DIRECTIONS FOR THIS TASK:
Only lines holding "RateLimit" are needed; copy each of them from the data below.

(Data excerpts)
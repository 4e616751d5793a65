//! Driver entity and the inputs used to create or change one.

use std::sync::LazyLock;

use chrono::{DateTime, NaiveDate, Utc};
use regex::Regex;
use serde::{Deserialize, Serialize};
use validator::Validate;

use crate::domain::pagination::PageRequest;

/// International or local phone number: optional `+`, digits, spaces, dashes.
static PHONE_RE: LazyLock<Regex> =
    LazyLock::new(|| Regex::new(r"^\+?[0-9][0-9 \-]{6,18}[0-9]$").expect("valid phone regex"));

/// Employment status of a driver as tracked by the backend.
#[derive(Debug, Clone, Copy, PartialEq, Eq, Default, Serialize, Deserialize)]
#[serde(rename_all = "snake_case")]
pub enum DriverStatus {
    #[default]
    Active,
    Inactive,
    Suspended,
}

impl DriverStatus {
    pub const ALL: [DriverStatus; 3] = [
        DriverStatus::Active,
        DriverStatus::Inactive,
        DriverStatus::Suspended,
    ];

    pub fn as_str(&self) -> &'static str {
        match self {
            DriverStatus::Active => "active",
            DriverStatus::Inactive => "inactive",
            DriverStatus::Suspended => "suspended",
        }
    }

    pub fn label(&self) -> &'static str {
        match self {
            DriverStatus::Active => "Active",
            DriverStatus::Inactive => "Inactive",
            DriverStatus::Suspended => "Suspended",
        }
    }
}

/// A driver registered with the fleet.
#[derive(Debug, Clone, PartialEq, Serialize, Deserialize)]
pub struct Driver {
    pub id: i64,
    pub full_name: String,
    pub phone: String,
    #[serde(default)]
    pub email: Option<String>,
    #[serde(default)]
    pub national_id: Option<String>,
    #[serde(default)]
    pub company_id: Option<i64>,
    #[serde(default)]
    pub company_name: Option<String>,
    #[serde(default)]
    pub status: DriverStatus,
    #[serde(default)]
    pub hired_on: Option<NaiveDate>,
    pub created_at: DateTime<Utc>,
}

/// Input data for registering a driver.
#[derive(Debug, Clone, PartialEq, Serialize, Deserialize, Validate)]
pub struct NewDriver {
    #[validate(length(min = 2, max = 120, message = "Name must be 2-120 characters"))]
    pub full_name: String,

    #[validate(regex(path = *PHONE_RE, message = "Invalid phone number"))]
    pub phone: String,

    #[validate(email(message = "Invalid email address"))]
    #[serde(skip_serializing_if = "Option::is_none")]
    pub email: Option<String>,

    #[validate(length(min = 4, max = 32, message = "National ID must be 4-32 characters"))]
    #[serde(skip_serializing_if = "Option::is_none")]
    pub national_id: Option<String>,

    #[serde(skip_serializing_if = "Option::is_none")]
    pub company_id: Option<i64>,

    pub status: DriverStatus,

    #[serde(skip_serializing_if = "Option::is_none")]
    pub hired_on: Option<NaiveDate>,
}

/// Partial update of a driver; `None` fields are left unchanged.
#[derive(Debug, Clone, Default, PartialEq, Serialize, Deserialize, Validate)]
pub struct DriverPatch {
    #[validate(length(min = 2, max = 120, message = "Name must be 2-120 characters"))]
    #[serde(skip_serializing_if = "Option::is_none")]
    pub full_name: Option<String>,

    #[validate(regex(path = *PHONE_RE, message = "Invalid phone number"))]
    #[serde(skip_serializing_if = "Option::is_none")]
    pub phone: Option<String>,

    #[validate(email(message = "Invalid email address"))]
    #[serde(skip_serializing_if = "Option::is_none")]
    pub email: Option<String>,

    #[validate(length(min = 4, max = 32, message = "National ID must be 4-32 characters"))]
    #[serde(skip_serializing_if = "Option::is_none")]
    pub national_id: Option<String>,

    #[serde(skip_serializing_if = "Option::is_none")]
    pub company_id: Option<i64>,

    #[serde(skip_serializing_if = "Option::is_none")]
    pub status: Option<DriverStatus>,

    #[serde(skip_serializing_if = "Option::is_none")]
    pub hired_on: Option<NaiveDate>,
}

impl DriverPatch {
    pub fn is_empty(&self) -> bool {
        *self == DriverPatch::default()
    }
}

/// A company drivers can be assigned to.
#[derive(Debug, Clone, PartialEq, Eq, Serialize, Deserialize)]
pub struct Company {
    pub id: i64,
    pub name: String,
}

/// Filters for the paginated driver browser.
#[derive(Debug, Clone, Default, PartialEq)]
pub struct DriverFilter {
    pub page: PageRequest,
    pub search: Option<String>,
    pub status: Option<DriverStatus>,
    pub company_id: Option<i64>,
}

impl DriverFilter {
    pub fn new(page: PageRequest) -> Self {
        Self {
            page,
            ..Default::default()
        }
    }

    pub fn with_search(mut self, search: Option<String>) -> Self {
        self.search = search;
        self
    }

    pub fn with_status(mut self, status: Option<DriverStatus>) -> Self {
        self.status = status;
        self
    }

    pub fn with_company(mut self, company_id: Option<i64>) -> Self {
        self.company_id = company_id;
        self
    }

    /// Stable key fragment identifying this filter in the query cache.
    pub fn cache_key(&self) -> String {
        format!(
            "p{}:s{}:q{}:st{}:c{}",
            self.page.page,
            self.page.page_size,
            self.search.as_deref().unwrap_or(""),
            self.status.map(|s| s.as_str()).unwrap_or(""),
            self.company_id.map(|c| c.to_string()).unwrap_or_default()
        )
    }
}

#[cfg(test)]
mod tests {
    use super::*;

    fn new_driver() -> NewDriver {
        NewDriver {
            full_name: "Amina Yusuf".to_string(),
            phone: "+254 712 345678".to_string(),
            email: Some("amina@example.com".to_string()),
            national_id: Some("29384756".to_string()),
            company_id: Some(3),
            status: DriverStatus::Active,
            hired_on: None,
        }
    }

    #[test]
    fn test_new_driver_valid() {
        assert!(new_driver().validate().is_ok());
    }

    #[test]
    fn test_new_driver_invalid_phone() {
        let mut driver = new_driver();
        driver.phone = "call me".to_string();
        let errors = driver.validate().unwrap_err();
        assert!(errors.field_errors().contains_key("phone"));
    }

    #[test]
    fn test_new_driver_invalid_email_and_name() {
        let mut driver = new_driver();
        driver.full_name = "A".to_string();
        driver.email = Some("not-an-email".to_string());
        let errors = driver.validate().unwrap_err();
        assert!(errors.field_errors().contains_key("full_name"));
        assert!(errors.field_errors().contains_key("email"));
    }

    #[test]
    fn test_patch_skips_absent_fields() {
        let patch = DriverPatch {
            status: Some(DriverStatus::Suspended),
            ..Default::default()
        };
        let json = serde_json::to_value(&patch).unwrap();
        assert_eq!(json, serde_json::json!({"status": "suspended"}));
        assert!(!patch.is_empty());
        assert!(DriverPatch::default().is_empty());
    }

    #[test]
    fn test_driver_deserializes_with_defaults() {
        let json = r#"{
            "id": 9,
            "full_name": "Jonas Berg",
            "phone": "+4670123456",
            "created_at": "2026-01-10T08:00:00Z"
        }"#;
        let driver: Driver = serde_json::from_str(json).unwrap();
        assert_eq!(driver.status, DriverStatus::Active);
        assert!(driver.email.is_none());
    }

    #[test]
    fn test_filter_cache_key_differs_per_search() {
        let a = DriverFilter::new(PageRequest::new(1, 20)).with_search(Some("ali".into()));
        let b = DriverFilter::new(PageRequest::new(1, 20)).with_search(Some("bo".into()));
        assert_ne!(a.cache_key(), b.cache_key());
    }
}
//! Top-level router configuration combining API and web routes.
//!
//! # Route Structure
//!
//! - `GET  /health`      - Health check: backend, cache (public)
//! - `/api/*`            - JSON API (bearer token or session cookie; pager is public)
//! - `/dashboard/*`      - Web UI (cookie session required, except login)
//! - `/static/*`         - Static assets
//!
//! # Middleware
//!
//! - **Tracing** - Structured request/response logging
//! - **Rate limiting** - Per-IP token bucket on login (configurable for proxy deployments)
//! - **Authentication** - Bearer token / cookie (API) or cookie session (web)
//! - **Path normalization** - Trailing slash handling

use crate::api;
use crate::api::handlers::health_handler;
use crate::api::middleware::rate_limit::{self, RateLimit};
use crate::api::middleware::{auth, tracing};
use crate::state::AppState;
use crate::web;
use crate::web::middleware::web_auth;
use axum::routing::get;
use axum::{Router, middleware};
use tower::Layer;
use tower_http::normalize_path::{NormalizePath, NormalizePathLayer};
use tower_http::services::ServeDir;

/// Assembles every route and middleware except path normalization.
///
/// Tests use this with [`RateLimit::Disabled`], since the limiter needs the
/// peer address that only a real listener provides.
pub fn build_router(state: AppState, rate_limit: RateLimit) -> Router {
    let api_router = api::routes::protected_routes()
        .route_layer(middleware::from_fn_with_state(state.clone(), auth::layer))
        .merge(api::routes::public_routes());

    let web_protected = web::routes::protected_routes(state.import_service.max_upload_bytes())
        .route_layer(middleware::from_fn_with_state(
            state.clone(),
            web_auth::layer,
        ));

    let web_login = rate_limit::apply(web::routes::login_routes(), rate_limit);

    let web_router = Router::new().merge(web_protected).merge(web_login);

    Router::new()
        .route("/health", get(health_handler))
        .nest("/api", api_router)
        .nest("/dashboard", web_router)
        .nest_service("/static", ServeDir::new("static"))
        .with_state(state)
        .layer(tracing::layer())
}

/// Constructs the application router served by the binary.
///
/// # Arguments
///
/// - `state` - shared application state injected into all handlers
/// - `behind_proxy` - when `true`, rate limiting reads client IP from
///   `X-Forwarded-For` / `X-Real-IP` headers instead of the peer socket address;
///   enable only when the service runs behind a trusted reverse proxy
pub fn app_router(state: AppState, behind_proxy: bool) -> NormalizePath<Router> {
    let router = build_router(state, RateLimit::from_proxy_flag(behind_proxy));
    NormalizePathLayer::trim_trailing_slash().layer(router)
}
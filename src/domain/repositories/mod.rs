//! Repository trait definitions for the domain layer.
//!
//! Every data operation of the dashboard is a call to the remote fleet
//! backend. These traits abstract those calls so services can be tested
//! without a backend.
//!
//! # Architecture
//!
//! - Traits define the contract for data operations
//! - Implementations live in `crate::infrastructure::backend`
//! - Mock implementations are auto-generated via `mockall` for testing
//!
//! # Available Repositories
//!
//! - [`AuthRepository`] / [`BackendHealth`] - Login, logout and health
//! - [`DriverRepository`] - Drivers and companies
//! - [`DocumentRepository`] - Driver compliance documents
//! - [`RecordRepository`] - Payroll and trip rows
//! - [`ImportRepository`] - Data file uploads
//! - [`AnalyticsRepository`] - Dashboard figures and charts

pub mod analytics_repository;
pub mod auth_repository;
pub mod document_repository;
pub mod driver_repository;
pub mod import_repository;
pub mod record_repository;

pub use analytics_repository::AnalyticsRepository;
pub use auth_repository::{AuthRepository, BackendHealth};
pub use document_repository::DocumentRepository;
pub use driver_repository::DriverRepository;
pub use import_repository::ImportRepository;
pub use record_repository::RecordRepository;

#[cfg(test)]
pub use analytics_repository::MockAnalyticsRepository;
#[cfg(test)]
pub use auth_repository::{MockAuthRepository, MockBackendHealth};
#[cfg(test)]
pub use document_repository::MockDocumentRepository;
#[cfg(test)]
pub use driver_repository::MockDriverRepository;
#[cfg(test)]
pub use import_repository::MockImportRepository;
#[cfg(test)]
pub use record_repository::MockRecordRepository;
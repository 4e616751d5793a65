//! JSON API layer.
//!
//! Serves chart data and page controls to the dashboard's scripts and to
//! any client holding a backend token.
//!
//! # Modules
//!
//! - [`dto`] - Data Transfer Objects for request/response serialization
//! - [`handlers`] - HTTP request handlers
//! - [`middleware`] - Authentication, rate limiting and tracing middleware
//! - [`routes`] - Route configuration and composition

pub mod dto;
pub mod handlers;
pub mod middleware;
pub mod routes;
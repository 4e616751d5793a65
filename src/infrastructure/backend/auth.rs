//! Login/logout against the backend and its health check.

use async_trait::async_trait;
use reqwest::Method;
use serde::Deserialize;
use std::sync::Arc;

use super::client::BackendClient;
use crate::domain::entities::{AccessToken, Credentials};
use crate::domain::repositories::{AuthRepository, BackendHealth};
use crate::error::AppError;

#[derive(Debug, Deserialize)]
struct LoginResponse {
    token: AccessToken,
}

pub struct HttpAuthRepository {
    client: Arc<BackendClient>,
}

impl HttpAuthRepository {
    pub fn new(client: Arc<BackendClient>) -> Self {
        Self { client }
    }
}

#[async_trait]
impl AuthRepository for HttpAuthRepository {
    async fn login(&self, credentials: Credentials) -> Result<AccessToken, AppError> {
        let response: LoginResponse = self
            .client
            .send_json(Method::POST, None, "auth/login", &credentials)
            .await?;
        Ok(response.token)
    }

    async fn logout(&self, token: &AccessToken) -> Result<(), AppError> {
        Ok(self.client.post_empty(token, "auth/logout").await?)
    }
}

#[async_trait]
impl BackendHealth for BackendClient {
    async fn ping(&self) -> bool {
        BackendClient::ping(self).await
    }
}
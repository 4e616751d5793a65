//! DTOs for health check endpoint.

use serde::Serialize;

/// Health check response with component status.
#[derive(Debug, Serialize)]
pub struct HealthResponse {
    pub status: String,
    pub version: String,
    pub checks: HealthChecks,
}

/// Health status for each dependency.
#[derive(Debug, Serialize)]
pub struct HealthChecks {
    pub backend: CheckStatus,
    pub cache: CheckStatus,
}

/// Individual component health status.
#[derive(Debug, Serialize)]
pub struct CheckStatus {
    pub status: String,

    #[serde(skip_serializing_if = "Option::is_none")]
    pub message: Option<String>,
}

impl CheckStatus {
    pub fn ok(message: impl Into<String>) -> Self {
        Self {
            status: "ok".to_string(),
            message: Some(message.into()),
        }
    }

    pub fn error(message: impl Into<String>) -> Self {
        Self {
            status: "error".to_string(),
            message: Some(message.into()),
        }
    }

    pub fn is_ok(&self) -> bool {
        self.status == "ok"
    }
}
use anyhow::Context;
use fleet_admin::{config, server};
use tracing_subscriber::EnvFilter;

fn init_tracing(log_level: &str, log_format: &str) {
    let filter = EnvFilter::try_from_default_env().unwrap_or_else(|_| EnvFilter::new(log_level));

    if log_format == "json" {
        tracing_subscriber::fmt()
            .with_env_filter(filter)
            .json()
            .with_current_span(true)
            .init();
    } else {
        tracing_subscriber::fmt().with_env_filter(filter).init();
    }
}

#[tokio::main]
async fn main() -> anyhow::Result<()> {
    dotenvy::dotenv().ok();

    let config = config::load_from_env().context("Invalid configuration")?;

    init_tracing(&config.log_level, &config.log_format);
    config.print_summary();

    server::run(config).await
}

YOUR SOLUTION:
use crate::api::middleware::rate_limit::{self, RateLimit};
/// Tests use this with [`RateLimit::Disabled`], since the limiter needs the
pub fn build_router(state: AppState, rate_limit: RateLimit) -> Router {
    let router = build_router(state, RateLimit::from_proxy_flag(behind_proxy));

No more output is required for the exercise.